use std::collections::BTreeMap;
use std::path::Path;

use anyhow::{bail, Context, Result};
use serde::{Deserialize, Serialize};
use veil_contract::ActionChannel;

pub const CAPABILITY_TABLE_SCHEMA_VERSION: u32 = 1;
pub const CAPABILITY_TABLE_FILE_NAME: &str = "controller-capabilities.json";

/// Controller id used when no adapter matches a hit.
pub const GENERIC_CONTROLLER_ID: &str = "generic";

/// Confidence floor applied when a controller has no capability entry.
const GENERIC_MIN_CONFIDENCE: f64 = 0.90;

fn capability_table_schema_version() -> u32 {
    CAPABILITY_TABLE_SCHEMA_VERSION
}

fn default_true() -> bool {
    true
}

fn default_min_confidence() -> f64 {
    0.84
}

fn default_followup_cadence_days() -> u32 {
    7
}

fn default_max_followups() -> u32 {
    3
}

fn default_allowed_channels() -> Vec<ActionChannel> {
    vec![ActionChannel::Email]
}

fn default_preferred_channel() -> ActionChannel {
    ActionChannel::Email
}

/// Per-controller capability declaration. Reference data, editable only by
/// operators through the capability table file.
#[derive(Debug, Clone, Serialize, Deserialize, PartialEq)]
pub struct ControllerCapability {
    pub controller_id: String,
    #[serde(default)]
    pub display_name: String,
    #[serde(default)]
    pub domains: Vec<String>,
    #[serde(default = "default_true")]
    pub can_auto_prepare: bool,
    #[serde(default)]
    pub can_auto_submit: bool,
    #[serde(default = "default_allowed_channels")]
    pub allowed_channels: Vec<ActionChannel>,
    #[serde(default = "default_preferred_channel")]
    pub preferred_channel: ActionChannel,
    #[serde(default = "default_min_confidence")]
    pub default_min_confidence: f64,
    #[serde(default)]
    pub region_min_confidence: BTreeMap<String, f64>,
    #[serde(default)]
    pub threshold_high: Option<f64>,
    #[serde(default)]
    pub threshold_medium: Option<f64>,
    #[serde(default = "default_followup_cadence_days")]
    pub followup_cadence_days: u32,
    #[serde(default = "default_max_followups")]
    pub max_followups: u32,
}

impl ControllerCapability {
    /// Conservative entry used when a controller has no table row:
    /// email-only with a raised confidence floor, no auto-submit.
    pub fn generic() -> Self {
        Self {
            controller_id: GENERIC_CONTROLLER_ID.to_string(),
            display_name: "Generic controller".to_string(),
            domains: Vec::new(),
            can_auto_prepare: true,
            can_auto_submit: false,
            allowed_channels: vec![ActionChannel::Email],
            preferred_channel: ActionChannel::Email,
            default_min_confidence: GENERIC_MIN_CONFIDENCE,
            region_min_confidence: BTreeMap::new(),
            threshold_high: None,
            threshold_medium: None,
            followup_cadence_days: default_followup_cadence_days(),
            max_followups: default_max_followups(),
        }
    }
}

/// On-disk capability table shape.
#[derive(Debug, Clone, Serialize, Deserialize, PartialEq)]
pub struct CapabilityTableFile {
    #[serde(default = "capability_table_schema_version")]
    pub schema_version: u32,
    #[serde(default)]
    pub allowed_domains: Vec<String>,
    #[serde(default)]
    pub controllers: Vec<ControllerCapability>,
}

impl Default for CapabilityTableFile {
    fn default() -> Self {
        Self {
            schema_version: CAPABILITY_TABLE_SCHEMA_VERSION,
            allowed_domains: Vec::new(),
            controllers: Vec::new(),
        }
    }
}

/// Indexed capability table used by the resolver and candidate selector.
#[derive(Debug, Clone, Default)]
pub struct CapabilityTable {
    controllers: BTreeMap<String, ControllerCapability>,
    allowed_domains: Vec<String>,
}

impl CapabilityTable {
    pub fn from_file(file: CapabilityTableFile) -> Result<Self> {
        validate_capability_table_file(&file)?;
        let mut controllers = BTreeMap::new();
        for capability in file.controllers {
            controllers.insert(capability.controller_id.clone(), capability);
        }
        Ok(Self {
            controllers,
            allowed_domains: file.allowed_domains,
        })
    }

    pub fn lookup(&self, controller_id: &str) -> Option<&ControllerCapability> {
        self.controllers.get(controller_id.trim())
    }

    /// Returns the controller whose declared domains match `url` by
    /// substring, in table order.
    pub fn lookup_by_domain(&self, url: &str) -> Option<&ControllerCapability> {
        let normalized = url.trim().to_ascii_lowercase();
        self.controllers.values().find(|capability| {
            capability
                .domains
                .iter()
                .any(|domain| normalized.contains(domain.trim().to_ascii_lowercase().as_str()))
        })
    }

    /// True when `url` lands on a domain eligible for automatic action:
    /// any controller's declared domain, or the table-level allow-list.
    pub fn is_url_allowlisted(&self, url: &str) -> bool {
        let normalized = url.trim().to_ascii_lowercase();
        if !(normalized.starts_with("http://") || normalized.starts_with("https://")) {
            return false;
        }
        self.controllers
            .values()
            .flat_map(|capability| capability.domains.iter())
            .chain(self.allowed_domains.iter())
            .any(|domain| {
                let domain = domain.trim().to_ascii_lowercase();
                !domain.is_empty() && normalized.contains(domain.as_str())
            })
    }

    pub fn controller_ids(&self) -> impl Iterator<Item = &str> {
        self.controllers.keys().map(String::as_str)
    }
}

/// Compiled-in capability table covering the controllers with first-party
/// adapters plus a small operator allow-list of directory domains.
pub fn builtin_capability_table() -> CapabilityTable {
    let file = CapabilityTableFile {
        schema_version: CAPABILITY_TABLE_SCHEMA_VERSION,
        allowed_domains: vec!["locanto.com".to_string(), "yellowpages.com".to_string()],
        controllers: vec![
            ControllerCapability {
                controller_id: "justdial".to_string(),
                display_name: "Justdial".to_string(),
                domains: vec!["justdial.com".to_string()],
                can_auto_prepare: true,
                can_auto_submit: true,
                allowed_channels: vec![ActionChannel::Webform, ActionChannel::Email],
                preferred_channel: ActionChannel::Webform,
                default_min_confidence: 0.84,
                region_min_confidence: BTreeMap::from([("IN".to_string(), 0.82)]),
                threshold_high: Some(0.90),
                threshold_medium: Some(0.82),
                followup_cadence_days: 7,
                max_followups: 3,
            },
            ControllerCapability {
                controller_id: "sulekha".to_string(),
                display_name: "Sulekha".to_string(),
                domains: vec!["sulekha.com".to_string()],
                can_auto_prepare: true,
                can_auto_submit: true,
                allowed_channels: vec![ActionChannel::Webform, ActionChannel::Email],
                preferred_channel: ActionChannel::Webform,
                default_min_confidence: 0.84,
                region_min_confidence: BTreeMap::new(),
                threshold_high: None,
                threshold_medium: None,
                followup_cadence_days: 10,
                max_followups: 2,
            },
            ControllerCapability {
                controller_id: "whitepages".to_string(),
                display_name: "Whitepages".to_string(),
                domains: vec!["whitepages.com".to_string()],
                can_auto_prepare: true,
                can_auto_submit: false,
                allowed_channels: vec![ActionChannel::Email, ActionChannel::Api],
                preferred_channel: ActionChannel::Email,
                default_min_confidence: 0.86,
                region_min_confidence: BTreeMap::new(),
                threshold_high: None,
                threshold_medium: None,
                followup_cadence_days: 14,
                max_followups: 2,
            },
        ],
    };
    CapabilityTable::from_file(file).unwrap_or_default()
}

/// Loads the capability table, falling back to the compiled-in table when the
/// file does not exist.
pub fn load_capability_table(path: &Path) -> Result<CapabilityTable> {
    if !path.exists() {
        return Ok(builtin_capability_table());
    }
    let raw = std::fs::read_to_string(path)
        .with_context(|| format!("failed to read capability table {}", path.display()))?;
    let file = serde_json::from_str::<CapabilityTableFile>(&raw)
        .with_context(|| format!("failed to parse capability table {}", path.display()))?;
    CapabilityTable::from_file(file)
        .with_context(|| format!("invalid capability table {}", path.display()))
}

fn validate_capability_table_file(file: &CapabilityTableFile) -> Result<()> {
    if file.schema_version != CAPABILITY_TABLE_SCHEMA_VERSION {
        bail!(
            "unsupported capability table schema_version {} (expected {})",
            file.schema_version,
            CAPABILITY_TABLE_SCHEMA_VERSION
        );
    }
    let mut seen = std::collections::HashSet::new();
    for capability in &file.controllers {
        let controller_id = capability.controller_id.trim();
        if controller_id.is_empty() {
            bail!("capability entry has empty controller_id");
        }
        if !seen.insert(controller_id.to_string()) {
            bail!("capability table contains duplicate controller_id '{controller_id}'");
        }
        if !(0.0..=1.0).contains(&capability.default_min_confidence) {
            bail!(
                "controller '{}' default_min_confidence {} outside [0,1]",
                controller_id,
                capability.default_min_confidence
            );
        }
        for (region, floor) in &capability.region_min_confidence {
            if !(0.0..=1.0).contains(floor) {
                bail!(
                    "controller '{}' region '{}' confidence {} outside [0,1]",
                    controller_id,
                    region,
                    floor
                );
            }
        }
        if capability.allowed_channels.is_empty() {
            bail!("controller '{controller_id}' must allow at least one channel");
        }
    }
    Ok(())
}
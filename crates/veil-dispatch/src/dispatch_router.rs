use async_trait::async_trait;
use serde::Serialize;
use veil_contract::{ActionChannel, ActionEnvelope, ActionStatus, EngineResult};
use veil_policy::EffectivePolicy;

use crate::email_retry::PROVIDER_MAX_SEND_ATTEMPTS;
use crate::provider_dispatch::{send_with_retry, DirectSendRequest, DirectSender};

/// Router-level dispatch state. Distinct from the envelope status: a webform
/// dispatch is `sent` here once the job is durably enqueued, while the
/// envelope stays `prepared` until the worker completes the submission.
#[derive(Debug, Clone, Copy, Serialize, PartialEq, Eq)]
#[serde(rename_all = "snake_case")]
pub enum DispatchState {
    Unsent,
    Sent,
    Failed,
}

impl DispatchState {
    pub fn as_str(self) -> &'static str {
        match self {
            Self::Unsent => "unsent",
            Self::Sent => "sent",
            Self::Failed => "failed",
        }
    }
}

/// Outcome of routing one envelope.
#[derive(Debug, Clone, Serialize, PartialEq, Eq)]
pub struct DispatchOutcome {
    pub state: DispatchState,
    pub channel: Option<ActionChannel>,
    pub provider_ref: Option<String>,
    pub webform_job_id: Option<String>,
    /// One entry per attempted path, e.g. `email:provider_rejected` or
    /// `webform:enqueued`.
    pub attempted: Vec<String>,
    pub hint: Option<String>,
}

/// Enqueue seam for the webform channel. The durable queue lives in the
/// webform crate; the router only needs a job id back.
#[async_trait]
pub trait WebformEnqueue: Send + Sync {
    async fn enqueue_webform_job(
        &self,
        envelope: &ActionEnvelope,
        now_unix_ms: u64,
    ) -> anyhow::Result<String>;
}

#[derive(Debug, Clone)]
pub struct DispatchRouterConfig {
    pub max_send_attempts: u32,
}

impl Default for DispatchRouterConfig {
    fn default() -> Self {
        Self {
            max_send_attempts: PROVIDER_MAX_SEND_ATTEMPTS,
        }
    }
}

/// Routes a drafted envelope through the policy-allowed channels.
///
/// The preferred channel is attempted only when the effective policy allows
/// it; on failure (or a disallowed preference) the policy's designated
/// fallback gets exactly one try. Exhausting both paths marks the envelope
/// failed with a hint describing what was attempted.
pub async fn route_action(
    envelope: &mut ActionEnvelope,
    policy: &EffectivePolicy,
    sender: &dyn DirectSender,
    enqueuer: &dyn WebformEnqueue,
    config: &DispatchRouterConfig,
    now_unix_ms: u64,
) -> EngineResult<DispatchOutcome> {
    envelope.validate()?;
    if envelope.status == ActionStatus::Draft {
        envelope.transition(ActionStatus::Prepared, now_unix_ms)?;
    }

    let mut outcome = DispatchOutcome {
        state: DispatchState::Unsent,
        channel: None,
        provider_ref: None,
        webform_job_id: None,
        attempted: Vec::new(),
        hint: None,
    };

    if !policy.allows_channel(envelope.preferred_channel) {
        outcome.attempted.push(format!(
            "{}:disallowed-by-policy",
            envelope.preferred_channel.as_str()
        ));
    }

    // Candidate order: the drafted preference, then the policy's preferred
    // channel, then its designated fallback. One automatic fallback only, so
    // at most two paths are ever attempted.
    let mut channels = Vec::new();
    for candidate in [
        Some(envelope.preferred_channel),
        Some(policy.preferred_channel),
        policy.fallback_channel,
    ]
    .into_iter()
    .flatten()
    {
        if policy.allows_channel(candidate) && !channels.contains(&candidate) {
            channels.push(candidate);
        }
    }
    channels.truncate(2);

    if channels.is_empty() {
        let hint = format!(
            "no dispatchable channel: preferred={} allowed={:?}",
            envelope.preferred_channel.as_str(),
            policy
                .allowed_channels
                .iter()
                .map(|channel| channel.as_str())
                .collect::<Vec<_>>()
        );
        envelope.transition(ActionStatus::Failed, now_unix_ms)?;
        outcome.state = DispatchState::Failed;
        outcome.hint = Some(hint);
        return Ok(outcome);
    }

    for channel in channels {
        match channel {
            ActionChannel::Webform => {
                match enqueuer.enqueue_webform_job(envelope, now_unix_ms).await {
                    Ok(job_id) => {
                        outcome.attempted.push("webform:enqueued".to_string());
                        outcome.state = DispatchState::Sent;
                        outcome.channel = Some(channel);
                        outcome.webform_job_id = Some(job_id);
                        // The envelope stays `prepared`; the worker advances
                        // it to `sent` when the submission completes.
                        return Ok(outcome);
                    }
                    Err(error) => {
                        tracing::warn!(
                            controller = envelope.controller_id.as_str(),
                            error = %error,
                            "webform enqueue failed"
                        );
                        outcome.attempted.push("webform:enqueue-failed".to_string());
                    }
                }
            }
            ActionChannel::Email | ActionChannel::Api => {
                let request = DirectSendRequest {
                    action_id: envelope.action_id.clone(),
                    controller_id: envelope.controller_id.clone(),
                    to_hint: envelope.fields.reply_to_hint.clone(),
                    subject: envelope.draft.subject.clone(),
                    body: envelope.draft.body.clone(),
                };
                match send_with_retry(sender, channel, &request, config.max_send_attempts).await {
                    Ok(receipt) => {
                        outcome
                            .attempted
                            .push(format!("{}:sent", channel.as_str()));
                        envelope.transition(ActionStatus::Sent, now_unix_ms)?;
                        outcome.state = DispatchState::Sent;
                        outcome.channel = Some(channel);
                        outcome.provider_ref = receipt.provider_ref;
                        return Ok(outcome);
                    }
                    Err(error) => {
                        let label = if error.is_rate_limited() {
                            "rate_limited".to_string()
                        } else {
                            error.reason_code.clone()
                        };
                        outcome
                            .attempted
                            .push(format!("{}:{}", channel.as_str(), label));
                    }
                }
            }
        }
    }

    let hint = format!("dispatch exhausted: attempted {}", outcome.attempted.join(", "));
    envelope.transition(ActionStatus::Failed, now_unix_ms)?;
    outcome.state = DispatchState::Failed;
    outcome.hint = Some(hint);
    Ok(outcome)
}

__REQUIREMENT__: Reproduce the lines of the records exactly, from the first one through the line that contains "fn capability_table_schema_version() ->".

__RESPONSE AREA__:
use std::collections::BTreeMap;
use std::path::Path;

use anyhow::{bail, Context, Result};
use serde::{Deserialize, Serialize};
use veil_contract::ActionChannel;

pub const CAPABILITY_TABLE_SCHEMA_VERSION: u32 = 1;
pub const CAPABILITY_TABLE_FILE_NAME: &str = "controller-capabilities.json";

/// Controller id used when no adapter matches a hit.
pub const GENERIC_CONTROLLER_ID: &str = "generic";

/// Confidence floor applied when a controller has no capability entry.
const GENERIC_MIN_CONFIDENCE: f64 = 0.90;

fn capability_table_schema_version() -> u32 {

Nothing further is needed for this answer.